Hyaluronic acid/EDC/NHS-crosslinked green electrospun silk fibroin nanofibrous scaffolds for tissue engineering
Abstract
Regenerated silk fibroin (SF) from Bombyx mori was used widely in biomedical fields due to its excellent properties. In recent years, green electrospun SF nanofibers have attracted much attention from researchers due to their good biosafety and environmentally friendly nature. However, the mechanical properties of SF nanofibers are unsatisfactory, which greatly restricts the application of SF in tissue engineering. In this study, the tensile performance of the green electrospun SF nanofibers was significantly improved through a simple and eco-friendly process of hyaluronic acid (HA)/1-ethyl-3-(3-dimethylaminopropyl) carbodiimide (EDC)/N-hydroxysuccinimide (NHS)-crosslinking. Our data showed that the strain performance of the HA/EDC/NHS-crosslinked SF nanofibrous matrices was dramatically improved up to 120%, and was much better than that of the conventionally treated ones (ethanol soaking or fumigating). The appropriate HA/EDC/NHS-crosslinking time for SF nanofibrous matrices was 24 hours.

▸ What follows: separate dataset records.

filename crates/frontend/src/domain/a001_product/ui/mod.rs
pub mod details;
pub mod list;
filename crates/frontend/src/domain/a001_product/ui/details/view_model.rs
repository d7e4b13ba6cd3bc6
use crate::domain::a001_product::catalog::{load_catalog, Catalog};
use crate::layout::ModalMessage;
use crate::shared::form::{parse_float_prefix, FieldKey, FormKind, FormState, FormValues, SubmitGate};
use crate::shared::gateway::{Outcome, ProductGateway, RemoteError};
use crate::shared::image_selection::{ImageSelection, ObjectUrlPreviews};
use contracts::domain::a001_product::aggregate::{Product, ProductPayload, ProductUpdate};
use contracts::domain::common::Sourced;
use leptos::prelude::*;
use std::cell::RefCell;
use std::rc::Rc;

pub const CREATED_TITLE: &str = "Επιτυχία";
pub const CREATED_TEXT: &str = "Το προϊόν δημιουργήθηκε με επιτυχία.";
pub const UPDATED_TITLE: &str = "Επιτυχία!";
pub const UPDATED_TEXT: &str = "Το προϊόν ενημερώθηκε επιτυχώς!";
pub const UPDATE_FAILED: &str = "Αποτυχία ενημέρωσης προϊόντος. Δοκιμάστε ξανά.";
pub const LOAD_FAILED: &str = "Αποτυχία φόρτωσης δεδομένων προϊόντος. Δοκιμάστε ξανά.";

/// Somewhere a [`FormState`] lives across an await. `None` once it is gone.
pub trait FormCell {
    fn with_form<R>(&self, f: impl FnOnce(&mut FormState) -> R) -> Option<R>;
}

impl FormCell for RwSignal<FormState> {
    fn with_form<R>(&self, f: impl FnOnce(&mut FormState) -> R) -> Option<R> {
        self.try_update(f)
    }
}

impl FormCell for Rc<RefCell<FormState>> {
    fn with_form<R>(&self, f: impl FnOnce(&mut FormState) -> R) -> Option<R> {
        Some(f(&mut self.borrow_mut()))
    }
}

#[derive(Debug, Clone, PartialEq)]
pub enum SubmitResult {
    /// Validation failed, nothing was sent
    Rejected(FieldKey),
    /// Another submission is in flight
    Busy,
    /// The form was reset or left before the reply came
    Stale,
    /// The request settled; show this message
    Done(ModalMessage),
}

pub fn payload_from(values: &FormValues) -> ProductPayload {
    ProductPayload {
        name: values.name.trim().to_string(),
        price: parse_float_prefix(&values.price).unwrap_or(0.0),
        description: values.description.trim().to_string(),
        category: values.category.clone(),
        sub_category: values.subcategory.clone(),
    }
}

pub fn values_from(product: &Product) -> FormValues {
    FormValues {
        name: product.name.clone(),
        price: product.price.to_string(),
        description: product.description_str().to_string(),
        category: product.category_str().to_string(),
        subcategory: product.sub_category_str().to_string(),
        image_count: product.image_url.len(),
    }
}

fn update_failure(err: &RemoteError) -> ModalMessage {
    match err {
        RemoteError::Server { .. } => ModalMessage::error(
            "Σφάλμα",
            err.detail().unwrap_or_else(|| UPDATE_FAILED.to_string()),
        ),
        other => ModalMessage::from_error(other),
    }
}

/// Run one gated submission: validate, send, settle
async fn run_submit<C, Fut>(
    form: &C,
    send: impl FnOnce(FormValues) -> Fut,
    on_success: ModalMessage,
    on_failure: impl FnOnce(&RemoteError) -> ModalMessage,
) -> SubmitResult
where
    C: FormCell,
    Fut: std::future::Future<Output = Outcome<()>>,
{
    let Some(gate) = form.with_form(|f| f.begin_submit()) else {
        return SubmitResult::Stale;
    };
    let ticket = match gate {
        SubmitGate::Rejected(key) => return SubmitResult::Rejected(key),
        SubmitGate::Busy => return SubmitResult::Busy,
        SubmitGate::Proceed(ticket) => ticket,
    };
    let Some(values) = form.with_form(|f| f.values()) else {
        return SubmitResult::Stale;
    };

    let outcome = send(values).await;

    let live = form.with_form(|f| f.settle(ticket)).unwrap_or(false);
    if !live {
        log::debug!("dropping outcome of an abandoned submission");
        return SubmitResult::Stale;
    }
    match outcome {
        Ok(()) => SubmitResult::Done(on_success),
        Err(e) => SubmitResult::Done(on_failure(&e)),
    }
}

/// Create a product from the add form. A success resets the form.
pub async fn submit_create<G, C>(gateway: &G, form: &C, images: Vec<G::Upload>) -> SubmitResult
where
    G: ProductGateway,
    C: FormCell,
{
    let result = run_submit(
        form,
        move |values| async move { gateway.create_product(&payload_from(&values), images).await },
        ModalMessage::success(CREATED_TITLE, CREATED_TEXT),
        ModalMessage::from_error,
    )
    .await;
    if matches!(&result, SubmitResult::Done(m) if m.is_success()) {
        form.with_form(|f| f.reset());
    }
    result
}

/// Save the edit form. Existing image URLs are sent back unchanged.
pub async fn submit_update<G, C>(gateway: &G, form: &C, id: &str, image_url: Vec<String>) -> SubmitResult
where
    G: ProductGateway,
    C: FormCell,
{
    run_submit(
        form,
        move |values| async move {
            let update = ProductUpdate::from_payload(payload_from(&values), image_url);
            gateway.update_product(id, &update).await
        },
        ModalMessage::success(UPDATED_TITLE, UPDATED_TEXT),
        update_failure,
    )
    .await
}

/// Product plus the catalog its form needs
pub async fn load_for_edit<G: ProductGateway>(gateway: &G, id: &str) -> Outcome<(Product, Sourced<Catalog>)> {
    let product = gateway.fetch_product(id).await?;
    let catalog = load_catalog(gateway).await;
    Ok((product, catalog))
}

/// Name, size and preview URL of a picked image, for rendering
#[derive(Debug, Clone, PartialEq)]
pub struct PreviewTile {
    pub name: String,
    pub size: u64,
    pub url: String,
}

/// Page-level state shared by the add and edit screens
#[derive(Clone, Copy)]
pub struct ProductFormViewModel {
    pub form: RwSignal<FormState>,
    pub catalog: RwSignal<Sourced<Catalog>>,
    /// Images picked for upload (add form)
    pub images: StoredValue<ImageSelection<ObjectUrlPreviews>, LocalStorage>,
    pub tiles: RwSignal<Vec<PreviewTile>>,
    /// Already stored images (edit form)
    pub existing_images: RwSignal<Vec<String>>,
    pub loading: RwSignal<bool>,
}

impl ProductFormViewModel {
    pub fn new(kind: FormKind) -> Self {
        Self {
            form: RwSignal::new(FormState::new(kind)),
            catalog: RwSignal::new(Sourced::default()),
            images: StoredValue::new_local(ImageSelection::new(ObjectUrlPreviews)),
            tiles: RwSignal::new(Vec::new()),
            existing_images: RwSignal::new(Vec::new()),
            loading: RwSignal::new(false),
        }
    }

    pub fn value(&self, key: FieldKey) -> String {
        self.form.with(|f| f.value(key).to_string())
    }

    pub fn error(&self, key: FieldKey) -> Option<String> {
        self.form.with(|f| f.error(key).map(str::to_string))
    }

    pub fn is_submitting(&self) -> bool {
        self.form.with(|f| f.is_submitting())
    }

    /// Subcategory options for the current category
    pub fn subcategory_options(&self) -> Vec<String> {
        let category = self.value(FieldKey::Category);
        self.catalog.with(|c| c.data.subcategories_for(&category))
    }

    pub fn add_images(&self, files: Vec<(web_sys::File, String, u64)>) {
        if files.is_empty() {
            return;
        }
        self.images.update_value(|sel| {
            sel.add_files(files);
        });
        self.sync_images();
    }

    pub fn remove_image(&self, index: usize) {
        self.images.update_value(|sel| {
            sel.remove_at(index);
        });
        self.sync_images();
    }

    pub fn clear_images(&self) {
        self.images.update_value(|sel| sel.clear());
        self.sync_images();
    }

    /// Mirror the selection into the tile list and the form's image count
    fn sync_images(&self) {
        let (tiles, count) = self
            .images
            .with_value(|sel| {
                let tiles = sel
                    .entries()
                    .iter()
                    .map(|e| PreviewTile {
                        name: e.name.clone(),
                        size: e.size,
                        url: e.preview_url.clone(),
                    })
                    .collect::<Vec<_>>();
                (tiles, sel.len())
            });
        self.tiles.set(tiles);
        self.form.update(|f| f.set_image_count(count));
    }

    pub fn upload_files(&self) -> Vec<web_sys::File> {
        self.images.with_value(|sel| sel.files())
    }
}

#[cfg(test)]
mod tests {
    use super::*;
    use crate::shared::gateway::fake::{Call, FakeProductGateway};
    use futures::executor::block_on;

    fn filled_add_form() -> Rc<RefCell<FormState>> {
        let mut form = FormState::new(FormKind::Add);
        form.on_change(FieldKey::Name, "  Ακουστικά X ".into());
        form.on_change(FieldKey::Price, "49.99".into());
        form.on_change(FieldKey::Description, "Ασύρματα".into());
        form.on_change(FieldKey::Category, "ηλεκτρονικά".into());
        form.on_change(FieldKey::Subcategory, "ακουστικά".into());
        form.set_image_count(1);
        Rc::new(RefCell::new(form))
    }

    #[test]
    fn test_create_sends_one_multipart_post_and_resets() {
        let gateway = FakeProductGateway::default();
        let form = filled_add_form();

        let result = block_on(submit_create(&gateway, &form, vec!["a.png".to_string()]));

        assert_eq!(
            result,
            SubmitResult::Done(ModalMessage::success(CREATED_TITLE, CREATED_TEXT))
        );
        let calls = gateway.calls();
        assert_eq!(calls.len(), 1);
        match &calls[0] {
            Call::Create { payload, images } => {
                assert_eq!(payload.name, "Ακουστικά X");
                assert_eq!(payload.price, 49.99);
                assert_eq!(payload.sub_category, "ακουστικά");
                assert_eq!(images, &vec!["a.png".to_string()]);
            }
            other => panic!("unexpected call {:?}", other),
        }
        let form = form.borrow();
        assert_eq!(form.value(FieldKey::Name), "");
        assert!(!form.is_submitting());
    }

    #[test]
    fn test_empty_price_blocks_request() {
        let gateway = FakeProductGateway::default();
        let form = filled_add_form();
        form.borrow_mut().on_change(FieldKey::Price, String::new());

        let result = block_on(submit_create(&gateway, &form, vec!["a.png".to_string()]));

        assert_eq!(result, SubmitResult::Rejected(FieldKey::Price));
        assert!(gateway.calls().is_empty());
        assert_eq!(
            form.borrow().error(FieldKey::Price),
            Some(crate::shared::form::field::PRICE_INVALID)
        );
    }

    #[test]
    fn test_create_failure_keeps_values() {
        let gateway = FakeProductGateway {
            write_reply: Err(RemoteError::Unauthorized),
            ..Default::default()
        };
        let form = filled_add_form();

        let result = block_on(submit_create(&gateway, &form, Vec::new()));

        let SubmitResult::Done(message) = result else {
            panic!("expected a message");
        };
        assert_eq!(message.title, "Μη εξουσιοδοτημένο");
        assert_eq!(form.borrow().value(FieldKey::Price), "49.99");
        assert!(!form.borrow().is_submitting());
    }

    #[test]
    fn test_abandoned_form_drops_outcome() {
        let form = filled_add_form();
        let handle = form.clone();
        let gateway = FakeProductGateway {
            during_write: Some(Box::new(move || handle.borrow_mut().abandon())),
            ..Default::default()
        };

        let result = block_on(submit_create(&gateway, &form, Vec::new()));

        assert_eq!(result, SubmitResult::Stale);
        // not reset by the late success
        assert_eq!(form.borrow().value(FieldKey::Name), "  Ακουστικά X ");
    }

    #[test]
    fn test_update_passes_images_through() {
        let gateway = FakeProductGateway::default();
        let mut state = FormState::new(FormKind::Edit);
        state.hydrate(&FormValues {
            name: "Ηχείο".into(),
            price: "20".into(),
            description: " Μικρό ".into(),
            category: "ηλεκτρονικά".into(),
            subcategory: "ηχεία".into(),
            image_count: 1,
        });
        let form = Rc::new(RefCell::new(state));

        let result = block_on(submit_update(&gateway, &form, "7", vec!["/img/1.png".into()]));

        assert_eq!(
            result,
            SubmitResult::Done(ModalMessage::success(UPDATED_TITLE, UPDATED_TEXT))
        );
        match &gateway.calls()[0] {
            Call::Update(id, update) => {
                assert_eq!(id, "7");
                assert_eq!(update.description, "Μικρό");
                assert_eq!(update.price, 20.0);
                assert_eq!(update.image_url, vec!["/img/1.png".to_string()]);
            }
            other => panic!("unexpected call {:?}", other),
        }
    }

    #[test]
    fn test_update_server_error_uses_detail() {
        let gateway = FakeProductGateway {
            write_reply: Err(RemoteError::Server {
                status: 422,
                body: r#"{"detail":"price too low"}"#.into(),
            }),
            ..Default::default()
        };
        let mut state = FormState::new(FormKind::Edit);
        state.hydrate(&FormValues {
            name: "a".into(),
            price: "1".into(),
            description: "b".into(),
            category: "c".into(),
            subcategory: "d".into(),
            image_count: 0,
        });
        let form = Rc::new(RefCell::new(state));

        let result = block_on(submit_update(&gateway, &form, "1", Vec::new()));
        assert_eq!(result, SubmitResult::Done(ModalMessage::error("Σφάλμα", "price too low")));
    }

    #[test]
    fn test_load_for_edit_falls_back_on_catalog_failure() {
        let product: Product = serde_json::from_str(
            r#"{"id": 5, "name": "Ηχείο", "price": "12,5", "category": "ηλεκτρονικά", "image_url": null}"#,
        )
        .unwrap();
        let gateway = FakeProductGateway {
            product: Ok(product),
            categories: Err(RemoteError::Network("offline".into())),
            ..Default::default()
        };

        let (product, catalog) = block_on(load_for_edit(&gateway, "5")).unwrap();
        assert_eq!(product.price, 12.5);
        assert!(catalog.source.is_fallback());

        let values = values_from(&product);
        assert_eq!(values.price, "12.5");
        assert_eq!(values.subcategory, "");
        assert_eq!(values.image_count, 0);
    }
}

The strain performance of the as-crosslinked SF nanofibers increased with an increase in HA concentration, with the optimal HA concentration being 0.3% (w/v). Fourier transform infrared spectroscopy analysis suggested that the HA/EDC/NHS-crosslinking process involves covalent reactions. The hydrophilicity of the SF nanofibrous matrices also increased with the addition of HA, which can be useful when trying to resist non-specific protein adsorption. In addition, the as-crosslinked SF nanofibrous matrices exhibited good cytocompatibility as shown by the cell viability data. Our work demonstrated that HA/EDC/NHS-crosslinking is a good choice for improving the tensile properties of the green electrospun SF nanofibers serving as skin tissue engineering scaffolds.